2. Point Cloud Coding: A Brief Review

The compression of the 3D point cloud data is a hot topic and preliminary investigations have been recently made.

2.1. Volumetric/Tree-Based Point Clouds Coding

For unstructured point clouds, Octree representation is commonly utilized as a point-cloud geometry compression method. To improve the immersive visual experience, De Oliveira Renteet et al. [18] proposed an efficient geometric coding scheme for point clouds, in which an octree-based compression algorithm compression was utilized as a basic layer and used the graph transformation technique as an enhancement layer to encode the residual data. Their reported evaluation results show that the method produced significant improvement, especially at low and medium bit rates. Traditional point-cloud compression algorithms are limited to encoding the position and attribute of discrete point clouds. In [19], Krivokua et al. introduced an alternative technique based on volume function. Like regression analysis, the volume function is a continuous function that can interpolate the values on a finite set of points into a linear combination of continuous basis functions. B-spline wavelet basis is utilized for encoding the volume function, which represents the geometry and attributes of point clouds. Compared to the latest MPEG point-cloud coding standard [20], their algorithm achieves better coding performance in geometry and attributes. To alleviate the computational complexity of the 3D point-cloud model in registration, data abstraction, and visualization, Elseberg et al. [21] proposed an effective point-cloud storage and compression scheme based on the Octree. The coding scheme can be used in file format conversion and 3D model registration.
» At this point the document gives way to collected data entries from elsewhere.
//! PEC record and playback
//!
//! The engine follows the worm phase from the primary axis position and
//! the index sensor. While recording it sums the guide corrections the
//! autoguider applied within each slot of the worm rotation; while
//! playing it feeds those corrections back as the PEC rate term.
//!
//! A recording starts on an index edge, so the table is phase-aligned
//! with the worm, and completes on the next edge one rotation later.
//! Mounts without a sensor start when armed and complete after exactly
//! one rotation of travel. Re-recording over a valid table blends the
//! new pass into it as `(2 * old + new) / 3`.

use super::buffer::PecBuffer;
use crate::config::PecConfig;
use crate::state::{PecEvent, PecState};

/// PEC state machine driven by the motion loop
pub struct PecEngine<'a> {
    buffer: &'a PecBuffer,
    state: PecState,
    rotation: u32,
    slots: u16,
    steps_per_slot: u32,
    has_index: bool,
    play_after_record: bool,
    last_index: bool,
    /// Worm phase origin (position at the last index edge)
    worm_origin: i32,
    worm_known: bool,
    /// Position when the current record pass was armed or started
    record_start: i32,
    current_slot: Option<u16>,
    accumulated: f64,
    blend: bool,
}

impl<'a> PecEngine<'a> {
    pub fn new(buffer: &'a PecBuffer, cfg: &PecConfig) -> Self {
        let slots = cfg.slots.max(1);
        Self {
            buffer,
            state: PecState::Ignore,
            rotation: cfg.steps_per_worm_rotation.max(1),
            slots,
            steps_per_slot: cfg.steps_per_slot().max(1),
            has_index: cfg.has_index_sensor,
            play_after_record: cfg.play_after_record,
            last_index: false,
            worm_origin: 0,
            // Without a sensor, position zero is the worm origin
            worm_known: !cfg.has_index_sensor,
            record_start: 0,
            current_slot: None,
            accumulated: 0.0,
            blend: false,
        }
    }

    pub fn state(&self) -> PecState {
        self.state
    }

    pub fn buffer(&self) -> &PecBuffer {
        self.buffer
    }

    /// Worm slot for a primary axis position
    pub fn slot_of(&self, position: i32) -> u16 {
        let phase = (position as i64 - self.worm_origin as i64).rem_euclid(self.rotation as i64);
        ((phase as u32 / self.steps_per_slot) as u16).min(self.slots - 1)
    }

    /// Arm a record pass
    pub fn arm_record(&mut self, position: i32) {
        let next = self.state.transition(PecEvent::ArmRecord);
        if next != self.state {
            self.record_start = position;
            info!("PEC record armed");
        }
        self.state = next;
    }

    /// Arm playback; needs a valid table
    pub fn arm_play(&mut self) -> bool {
        if !self.buffer.is_valid() {
            warn!("PEC play refused, no table");
            return false;
        }
        self.state = self.state.transition(PecEvent::ArmPlay);
        self.state == PecState::ReadyToPlay
    }

    /// Stop recording or playback
    pub fn stop(&mut self) {
        self.state = self.state.transition(PecEvent::Stop);
        self.current_slot = None;
    }

    /// Stop and invalidate the table
    pub fn clear(&mut self) {
        self.stop();
        self.buffer.clear();
    }

    /// Run one motion-loop tick and return the PEC rate term
    ///
    /// `guide_steps` is the guide correction just applied to the primary
    /// axis, in steps. The returned rate is in multiples of sidereal.
    pub fn tick(&mut self, position: i32, index_level: bool, guide_steps: f64, tracking: bool) -> f64 {
        let edge = self.has_index && index_level && !self.last_index;
        self.last_index = index_level;

        match self.state {
            PecState::Ignore => {
                self.note_index(edge, position);
                0.0
            }
            PecState::ReadyToRecord => {
                if tracking && (edge || !self.has_index) {
                    self.begin_recording(position);
                    self.record(position, false, guide_steps);
                } else {
                    let waited = (position as i64 - self.record_start as i64).unsigned_abs();
                    if waited > self.rotation as u64 {
                        self.abandon("index not seen");
                    }
                    self.note_index(edge, position);
                }
                0.0
            }
            PecState::Recording => {
                if !tracking {
                    self.abandon("tracking stopped");
                } else {
                    self.record(position, edge, guide_steps);
                }
                0.0
            }
            PecState::ReadyToPlay => {
                self.note_index(edge, position);
                if tracking && self.worm_known {
                    self.state = self.state.transition(PecEvent::IndexSensed);
                    debug!("PEC playing");
                    self.play(position)
                } else {
                    0.0
                }
            }
            PecState::Playing => {
                self.note_index(edge, position);
                if tracking {
                    self.play(position)
                } else {
                    self.state = self.state.transition(PecEvent::Suspend);
                    0.0
                }
            }
        }
    }

    fn note_index(&mut self, edge: bool, position: i32) {
        if edge {
            self.worm_origin = position;
            self.worm_known = true;
        }
    }

    fn play(&self, position: i32) -> f64 {
        let value = self.buffer.read(self.slot_of(position) as usize);
        value as f64 / self.steps_per_slot as f64
    }

    fn begin_recording(&mut self, position: i32) {
        self.state = self.state.transition(PecEvent::IndexSensed);
        self.worm_origin = position;
        self.worm_known = true;
        self.record_start = position;
        self.current_slot = None;
        self.accumulated = 0.0;
        self.blend = self.buffer.is_valid();
        self.prime_staging();
        info!("PEC recording");
    }

    fn record(&mut self, position: i32, edge: bool, guide_steps: f64) {
        let traveled = (position as i64 - self.record_start as i64).unsigned_abs();
        let rotation = self.rotation as u64;
        let slot_steps = self.steps_per_slot as u64;

        let complete = if self.has_index {
            edge && traveled + slot_steps >= rotation
        } else {
            traveled >= rotation
        };
        if complete {
            self.flush();
            self.buffer.commit();
            self.current_slot = None;
            self.worm_origin = position;
            self.state = self.state.transition(PecEvent::RecordComplete {
                then_play: self.play_after_record,
            });
            info!("PEC table committed");
            return;
        }

        if traveled > rotation + slot_steps {
            self.abandon("second index not seen");
            return;
        }

        let slot = self.slot_of(position);
        if self.current_slot != Some(slot) {
            self.flush();
            self.current_slot = Some(slot);
            self.accumulated = 0.0;
        }
        self.accumulated += guide_steps;
    }

    /// Seed every staging slot with the value an empty pass would give
    ///
    /// An index edge may complete the pass before the last slot is reached;
    /// that slot must not keep a table from an earlier commit.
    fn prime_staging(&self) {
        for slot in 0..self.slots as usize {
            let value = if self.blend {
                libm::round(2.0 * self.buffer.read(slot) as f64 / 3.0) as i8
            } else {
                0
            };
            self.buffer.stage(slot, value);
        }
    }

    /// Write the accumulated correction into the staging table
    fn flush(&mut self) {
        let Some(slot) = self.current_slot else {
            return;
        };
        let slot = slot as usize;
        let mut value = libm::round(self.accumulated);
        if self.blend {
            value = libm::round((2.0 * self.buffer.read(slot) as f64 + value) / 3.0);
        }
        self.buffer.stage(slot, value.clamp(i8::MIN as f64, i8::MAX as f64) as i8);
    }

    fn abandon(&mut self, reason: &'static str) {
        warn!("PEC record abandoned: {}", reason);
        self.state = self.state.transition(PecEvent::RecordAbandoned);
        self.current_slot = None;
        self.accumulated = 0.0;
    }
}

#[cfg(test)]
mod tests {
    use super::*;

    fn config(has_index_sensor: bool) -> PecConfig {
        PecConfig {
            steps_per_worm_rotation: 400,
            slots: 40,
            has_index_sensor,
            play_after_record: false,
        }
    }

    /// Track forward one step per tick with the index high at `index_at`
    fn run(
        engine: &mut PecEngine,
        from: i32,
        to: i32,
        index_at: &[i32],
        guide: impl Fn(i32) -> f64,
    ) -> i32 {
        for pos in from..to {
            let index = index_at.contains(&pos);
            engine.tick(pos, index, guide(pos), true);
        }
        to
    }

    #[test]
    fn test_record_full_rotation() {
        let buffer = PecBuffer::new();
        let mut engine = PecEngine::new(&buffer, &config(true));
        engine.arm_record(0);
        assert_eq!(engine.state(), PecState::ReadyToRecord);

        // Index at 50 starts, index at 450 completes
        run(&mut engine, 0, 50, &[50, 450], |_| 0.0);
        assert_eq!(engine.state(), PecState::ReadyToRecord);
        run(&mut engine, 50, 451, &[50, 450], |_| 0.1);

        assert_eq!(engine.state(), PecState::Ignore);
        assert!(buffer.is_valid());
        // Ten steps per slot, 0.1 step of guiding per step
        for slot in 0..40 {
            assert_eq!(buffer.read(slot), 1, "slot {}", slot);
        }
    }

    #[test]
    fn test_missing_second_index_abandons() {
        let buffer = PecBuffer::new();
        let mut engine = PecEngine::new(&buffer, &config(true));
        engine.arm_record(0);
        run(&mut engine, 0, 1_000, &[10], |_| 0.1);
        assert_eq!(engine.state(), PecState::Ignore);
        assert!(!buffer.is_valid());
    }

    #[test]
    fn test_index_never_seen_abandons_armed_record() {
        let buffer = PecBuffer::new();
        let mut engine = PecEngine::new(&buffer, &config(true));
        engine.arm_record(0);
        run(&mut engine, 0, 402, &[], |_| 0.0);
        assert_eq!(engine.state(), PecState::Ignore);
    }

    #[test]
    fn test_no_sensor_records_one_rotation() {
        let buffer = PecBuffer::new();
        let mut cfg = config(false);
        cfg.play_after_record = true;
        let mut engine = PecEngine::new(&buffer, &cfg);
        engine.arm_record(7);
        run(&mut engine, 7, 408, &[], |pos| if pos < 207 { 0.2 } else { -0.2 });
        assert_eq!(engine.state(), PecState::ReadyToPlay);
        assert_eq!(buffer.read(0), 2);
        assert_eq!(buffer.read(39), -2);
    }

    #[test]
    fn test_rerecord_blends() {
        let buffer = PecBuffer::new();
        buffer.load(&[3; 40]);
        let mut engine = PecEngine::new(&buffer, &config(false));
        engine.arm_record(0);
        run(&mut engine, 0, 401, &[], |_| 0.0);
        // (2 * 3 + 0) / 3
        assert_eq!(buffer.read(5), 2);
    }

    #[test]
    fn test_early_index_leaves_no_stale_slot() {
        let buffer = PecBuffer::new();
        buffer.load(&[5; 40]);
        buffer.load(&[9; 40]);
        let mut engine = PecEngine::new(&buffer, &config(true));
        engine.arm_record(0);

        // Second edge one slot short of a full rotation
        run(&mut engine, 0, 441, &[50, 440], |_| 0.0);
        assert_eq!(engine.state(), PecState::Ignore);
        assert!(buffer.is_valid());
        for slot in 0..40 {
            // (2 * 9 + 0) / 3
            assert_eq!(buffer.read(slot), 6, "slot {}", slot);
        }
    }

    #[test]
    fn test_playback_rate() {
        let buffer = PecBuffer::new();
        let mut values = [0i8; 40];
        values[2] = 5;
        buffer.load(&values);
        let mut engine = PecEngine::new(&buffer, &config(true));
        assert!(engine.arm_play());

        // Phase unknown until the index is seen
        assert_eq!(engine.tick(0, false, 0.0, true), 0.0);
        assert_eq!(engine.state(), PecState::ReadyToPlay);
        engine.tick(100, true, 0.0, true);
        assert_eq!(engine.state(), PecState::Playing);
        // Slot 2 covers 20..30 steps past the index
        assert_eq!(engine.tick(125, true, 0.0, true), 0.5);
        assert_eq!(engine.tick(135, false, 0.0, true), 0.0);

        engine.tick(136, false, 0.0, false);
        assert_eq!(engine.state(), PecState::ReadyToPlay);
        // Phase is still known after a suspend
        engine.tick(125, false, 0.0, true);
        assert_eq!(engine.state(), PecState::Playing);
    }

    #[test]
    fn test_play_needs_table() {
        let buffer = PecBuffer::new();
        let mut engine = PecEngine::new(&buffer, &config(true));
        assert!(!engine.arm_play());
        assert_eq!(engine.state(), PecState::Ignore);
    }

    #[test]
    fn test_stop_and_clear() {
        let buffer = PecBuffer::new();
        buffer.load(&[1; 40]);
        let mut engine = PecEngine::new(&buffer, &config(true));
        engine.arm_play();
        engine.stop();
        assert_eq!(engine.state(), PecState::Ignore);
        engine.clear();
        assert!(!buffer.is_valid());
    }
}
2.2. Image/Video-Based Point Clouds Coding

For structured point clouds, some studies have focused on employing image/video codecs to compress point cloud data by mapping it into 2D data. Similar to this approach, Tu et al. [22] transformed LiDAR point clouds into a range image sequence and used a simultaneous localization and mapping (SLAM) algorithm to perform inter-prediction. The intra-frame and inter-prediction residual data are encoded by the MPEG-like compression method. Unlike the aforementioned methods, Wang et al. [23] proposed a method to compress RGB-D point clouds. The properties between RGB-D point clouds and LiDAR point clouds are similar, except for the measurement range (i.e., Lidar is around 100 m, while RGB-D camera is around a few meters). They developed a warping-based depth data coding method, in which a point-cloud registration algorithm was utilized to remove redundancy. Experimental results showed that their algorithm achieved a higher compress ratio with less distortion compared to recent methods. Tu et al. [24] used the conventional image and video-based schemes to compress the 2D arrays by converting the LiDAR data to a range image. Feng et al. [25] proposed a real-time spatio-temporal LiDAR point clouds compression scheme. In this scheme, key frames are identified and encoded by interative plane fitting, and then the temporal streams are encoded by referencing the spatially encoded data. In [26], Tu et al. firstly chose frames as keyframes (I-frame) and obtained the optical flow between the two nearest keyframes. Then, according to the two keyframes and the optical flow, a U-net network was utilized to generate the remaining LiDAR frames (P-frames) between the two keyframes. They removed the temporal redundancy by interpolating point cloud data between two non-adjacent frames. In [27], Tu et al. proposed an RNN-based network to encode LiDAR point clouds. They used a recurrent neural network, and only the input of the first layer was the point cloud data, while the inputs of other layers were the residual data. Their method was to remove the spatial redundancy of a frame of point clouds, not the temporal redundancy. Coding each frame is independent and does not depend on other frames.

2.3. Summary

Currently, there is still no efficient coding solution for the LiDAR point cloud map. Though volumetric/tree-based schemes, such as Google Draco [28] and MPEG TMC 13 [20], can be used to encode the LiDAR point cloud map, their coding performance is far from satisfactory as these methods fail to utilize the spatial structure of point clouds. Converting LiDAR data into a 2D matrix in itself is an efficient method for reducing spatial redundancy. However, most of the existing methods [22,24,29] directly use the image/video-based method to encode LiDAR range image without further exploiting the temporal and spatial redundancies.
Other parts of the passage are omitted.